**Your assignment**.
Lines from the top of the listing down to the one with "pub fn open(&mut", inclusive, are to be copied exactly.

=-=-=-=-=

use chrono::{DateTime, Utc};
use rust_decimal::Decimal;
use std::collections::HashMap;

/// Entry record for a tracked open position
#[derive(Debug, Clone, PartialEq)]
pub struct OpenPosition {
    /// Exchange id of the entry order
    pub order_id: i64,
    /// Filled-quantity estimate at entry
    pub quantity: Decimal,
    pub opened_at: DateTime<Utc>,
}

/// Per-symbol position state, owned by the order executor.
///
/// Process-local and in-memory: a restart starts from an empty store and
/// never re-derives open positions from the exchange.
#[derive(Debug, Default)]
pub struct PositionStore {
    open: HashMap<String, OpenPosition>,
}

impl PositionStore {
    pub fn new() -> Self {
        Self::default()
    }

    pub fn is_open(&self, symbol: &str) -> bool {
        self.open.contains_key(symbol)
    }

    pub fn get(&self, symbol: &str) -> Option<&OpenPosition> {
        self.open.get(symbol)
    }

    /// Record a freshly opened position; only called after a successful buy
    pub fn open(&mut self, symbol: &str, position: OpenPosition) {
        self.open.insert(symbol.to_string(), position);
    }

    /// Drop the tracked position after a full exit
    pub fn clear(&mut self, symbol: &str) -> Option<OpenPosition> {
        self.open.remove(symbol)
    }

    pub fn open_count(&self) -> usize {
        self.open.len()
    }

    pub fn open_symbols(&self) -> Vec<&str> {
        self.open.keys().map(String::as_str).collect()
    }
}

#[cfg(test)]
mod tests {
    use super::*;
    use rust_decimal_macros::dec;

    fn position(order_id: i64) -> OpenPosition {
        OpenPosition {
            order_id,
            quantity: dec!(0.5),
            opened_at: Utc::now(),
        }
    }

    #[test]
    fn test_open_and_clear() {
        let mut store = PositionStore::new();
        assert!(!store.is_open("BTCUSDT"));

        store.open("BTCUSDT", position(1));
        assert!(store.is_open("BTCUSDT"));
        assert_eq!(store.get("BTCUSDT").unwrap().order_id, 1);
        assert_eq!(store.open_count(), 1);

        let cleared = store.clear("BTCUSDT").unwrap();
        assert_eq!(cleared.order_id, 1);
        assert!(!store.is_open("BTCUSDT"));
        assert!(store.get("BTCUSDT").is_none());
    }

    #[test]
    fn test_symbols_are_independent() {
        let mut store = PositionStore::new();
        store.open("BTCUSDT", position(1));
        store.open("ETHUSDT", position(2));

        store.clear("BTCUSDT");
        assert!(!store.is_open("BTCUSDT"));
        assert!(store.is_open("ETHUSDT"));
    }

    #[test]
    fn test_clear_unknown_symbol_is_none() {
        let mut store = PositionStore::new();
        assert!(store.clear("BTCUSDT").is_none());
    }
}
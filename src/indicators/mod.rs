// Technical indicators module
// Pure functions over candle data; no I/O, recomputed from scratch each cycle

pub mod ema;
pub mod retracement;

pub use ema::ema_series;
pub use retracement::{RetracementLevels, TrendDirection};
//! cli
//!
//! Command-line interface for bookctl.
//!
//! # Responsibilities
//!
//! - Parse command-line arguments and global flags
//! - Initialize logging and load configuration
//! - Delegate to command handlers
//!
//! # Architecture
//!
//! The CLI layer is thin. Sign-in, sign-up and profile updates all go
//! through [`crate::forms::FormPipeline`]; session state lives in
//! [`crate::session::SessionStore`] and which commands are allowed is
//! decided by [`crate::navigation::NavigationGate`].

pub mod args;
pub mod commands;
pub mod context;

pub use args::{Cli, Shell};
pub use context::{App, Context};

use anyhow::{Context as _, Result};

use crate::core::config::Config;
use crate::logging;
use crate::ui::output::Verbosity;
use crate::ui::prompts;

/// Run the CLI application.
///
/// This is the main entry point called from `main.rs`.
pub fn run() -> Result<()> {
    let cli = Cli::parse_args();

    let verbosity = Verbosity::from_flags(cli.quiet, cli.debug);
    logging::init(verbosity);

    let mut config = Config::load().context("failed to load configuration")?;
    if let Some(url) = cli.api_url.clone() {
        config = config.with_api_url(url)?;
    }
    if let Some(path) = config.path() {
        tracing::debug!(path = %path.display(), "loaded config");
    }

    let ctx = Context {
        config,
        verbosity,
        interactive: !cli.quiet && prompts::is_interactive(),
    };

    commands::dispatch(cli.command, &ctx)
}
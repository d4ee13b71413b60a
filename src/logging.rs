//! logging
//!
//! Diagnostic logging to stderr via `tracing`.
//!
//! The level follows `--debug`/`--quiet` unless `BOOKCTL_LOG` is set, in
//! which case it is used as an `EnvFilter` directive (for example
//! `BOOKCTL_LOG=bookctl::forms=trace`).

use tracing_subscriber::layer::SubscriberExt;
use tracing_subscriber::util::SubscriberInitExt;
use tracing_subscriber::{fmt, EnvFilter};

use crate::ui::output::Verbosity;

/// Environment variable that overrides the log filter.
pub const LOG_ENV: &str = "BOOKCTL_LOG";

/// Default filter directive for a verbosity level.
pub fn default_directive(verbosity: Verbosity) -> &'static str {
    match verbosity {
        Verbosity::Quiet => "error",
        Verbosity::Normal => "warn",
        Verbosity::Debug => "bookctl=debug,info",
    }
}

/// Install the global subscriber. Safe to call more than once; later calls
/// are ignored.
pub fn init(verbosity: Verbosity) {
    let filter = EnvFilter::try_from_env(LOG_ENV)
        .unwrap_or_else(|_| EnvFilter::new(default_directive(verbosity)));

    let _ = tracing_subscriber::registry()
        .with(filter)
        .with(
            fmt::layer()
                .with_writer(std::io::stderr)
                .with_target(verbosity == Verbosity::Debug),
        )
        .try_init();
}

=-=-=-=-=

**Problem solution**.
use chrono::{DateTime, Utc};
use rust_decimal::Decimal;
use std::collections::HashMap;

/// Entry record for a tracked open position
#[derive(Debug, Clone, PartialEq)]
pub struct OpenPosition {
    /// Exchange id of the entry order
    pub order_id: i64,
    /// Filled-quantity estimate at entry
    pub quantity: Decimal,
    pub opened_at: DateTime<Utc>,
}

/// Per-symbol position state, owned by the order executor.
///
/// Process-local and in-memory: a restart starts from an empty store and
/// never re-derives open positions from the exchange.
#[derive(Debug, Default)]
pub struct PositionStore {
    open: HashMap<String, OpenPosition>,
}

impl PositionStore {
    pub fn new() -> Self {
        Self::default()
    }

    pub fn is_open(&self, symbol: &str) -> bool {
        self.open.contains_key(symbol)
    }

    pub fn get(&self, symbol: &str) -> Option<&OpenPosition> {
        self.open.get(symbol)
    }

    /// Record a freshly opened position; only called after a successful buy
    pub fn open(&mut self, symbol: &str, position: OpenPosition) {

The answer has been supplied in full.